** Information supplied follows **

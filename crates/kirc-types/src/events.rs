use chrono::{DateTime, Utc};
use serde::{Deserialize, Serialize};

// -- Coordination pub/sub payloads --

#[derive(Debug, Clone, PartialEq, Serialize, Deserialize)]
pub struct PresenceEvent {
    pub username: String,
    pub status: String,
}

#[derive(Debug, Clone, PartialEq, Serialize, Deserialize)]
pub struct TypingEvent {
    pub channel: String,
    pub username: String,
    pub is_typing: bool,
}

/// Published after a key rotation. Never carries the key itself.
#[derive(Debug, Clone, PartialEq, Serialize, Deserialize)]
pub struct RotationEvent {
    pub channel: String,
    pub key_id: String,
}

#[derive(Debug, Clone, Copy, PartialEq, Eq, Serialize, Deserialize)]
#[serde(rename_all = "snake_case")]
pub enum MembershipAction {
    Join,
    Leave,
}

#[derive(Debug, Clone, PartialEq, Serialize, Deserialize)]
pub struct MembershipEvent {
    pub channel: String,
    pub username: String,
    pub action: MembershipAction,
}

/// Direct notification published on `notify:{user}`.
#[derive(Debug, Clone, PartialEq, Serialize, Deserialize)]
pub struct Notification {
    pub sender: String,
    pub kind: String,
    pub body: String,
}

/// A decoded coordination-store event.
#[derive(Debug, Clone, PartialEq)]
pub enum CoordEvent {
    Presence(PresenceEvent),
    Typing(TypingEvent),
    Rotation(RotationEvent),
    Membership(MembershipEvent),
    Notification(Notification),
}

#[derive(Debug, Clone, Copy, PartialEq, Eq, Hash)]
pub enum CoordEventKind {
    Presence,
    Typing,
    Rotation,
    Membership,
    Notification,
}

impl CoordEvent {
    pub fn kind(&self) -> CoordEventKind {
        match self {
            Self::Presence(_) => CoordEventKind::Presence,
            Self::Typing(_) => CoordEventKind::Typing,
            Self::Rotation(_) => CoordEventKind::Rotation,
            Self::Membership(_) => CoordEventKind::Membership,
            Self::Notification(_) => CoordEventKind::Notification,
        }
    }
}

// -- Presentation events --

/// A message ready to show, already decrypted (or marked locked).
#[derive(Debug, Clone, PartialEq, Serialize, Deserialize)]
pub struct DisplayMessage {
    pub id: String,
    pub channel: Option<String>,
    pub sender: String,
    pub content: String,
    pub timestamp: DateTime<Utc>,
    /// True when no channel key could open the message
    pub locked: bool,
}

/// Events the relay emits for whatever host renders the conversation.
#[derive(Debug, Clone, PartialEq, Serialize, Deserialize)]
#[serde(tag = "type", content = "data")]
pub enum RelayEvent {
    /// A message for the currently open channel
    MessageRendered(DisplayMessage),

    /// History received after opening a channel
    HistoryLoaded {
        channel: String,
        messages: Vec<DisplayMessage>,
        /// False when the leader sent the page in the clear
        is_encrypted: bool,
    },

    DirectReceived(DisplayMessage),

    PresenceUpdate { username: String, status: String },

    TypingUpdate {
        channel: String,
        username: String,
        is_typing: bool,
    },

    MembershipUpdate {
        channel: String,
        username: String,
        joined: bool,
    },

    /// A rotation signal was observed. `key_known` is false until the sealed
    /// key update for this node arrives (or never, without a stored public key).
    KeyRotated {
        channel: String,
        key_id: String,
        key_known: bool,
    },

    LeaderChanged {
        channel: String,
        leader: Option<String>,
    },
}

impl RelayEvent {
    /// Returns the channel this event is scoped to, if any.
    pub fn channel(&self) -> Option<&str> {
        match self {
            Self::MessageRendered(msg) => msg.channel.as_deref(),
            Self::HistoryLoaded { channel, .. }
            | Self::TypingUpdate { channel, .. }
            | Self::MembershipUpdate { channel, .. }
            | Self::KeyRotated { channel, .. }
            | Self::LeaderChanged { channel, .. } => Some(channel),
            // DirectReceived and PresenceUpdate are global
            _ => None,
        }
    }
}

** End of Information supplied **

What to do: For each line above that contains the word "DateTime", make a copy.

Task solution:
use chrono::{DateTime, Utc};
    pub timestamp: DateTime<Utc>,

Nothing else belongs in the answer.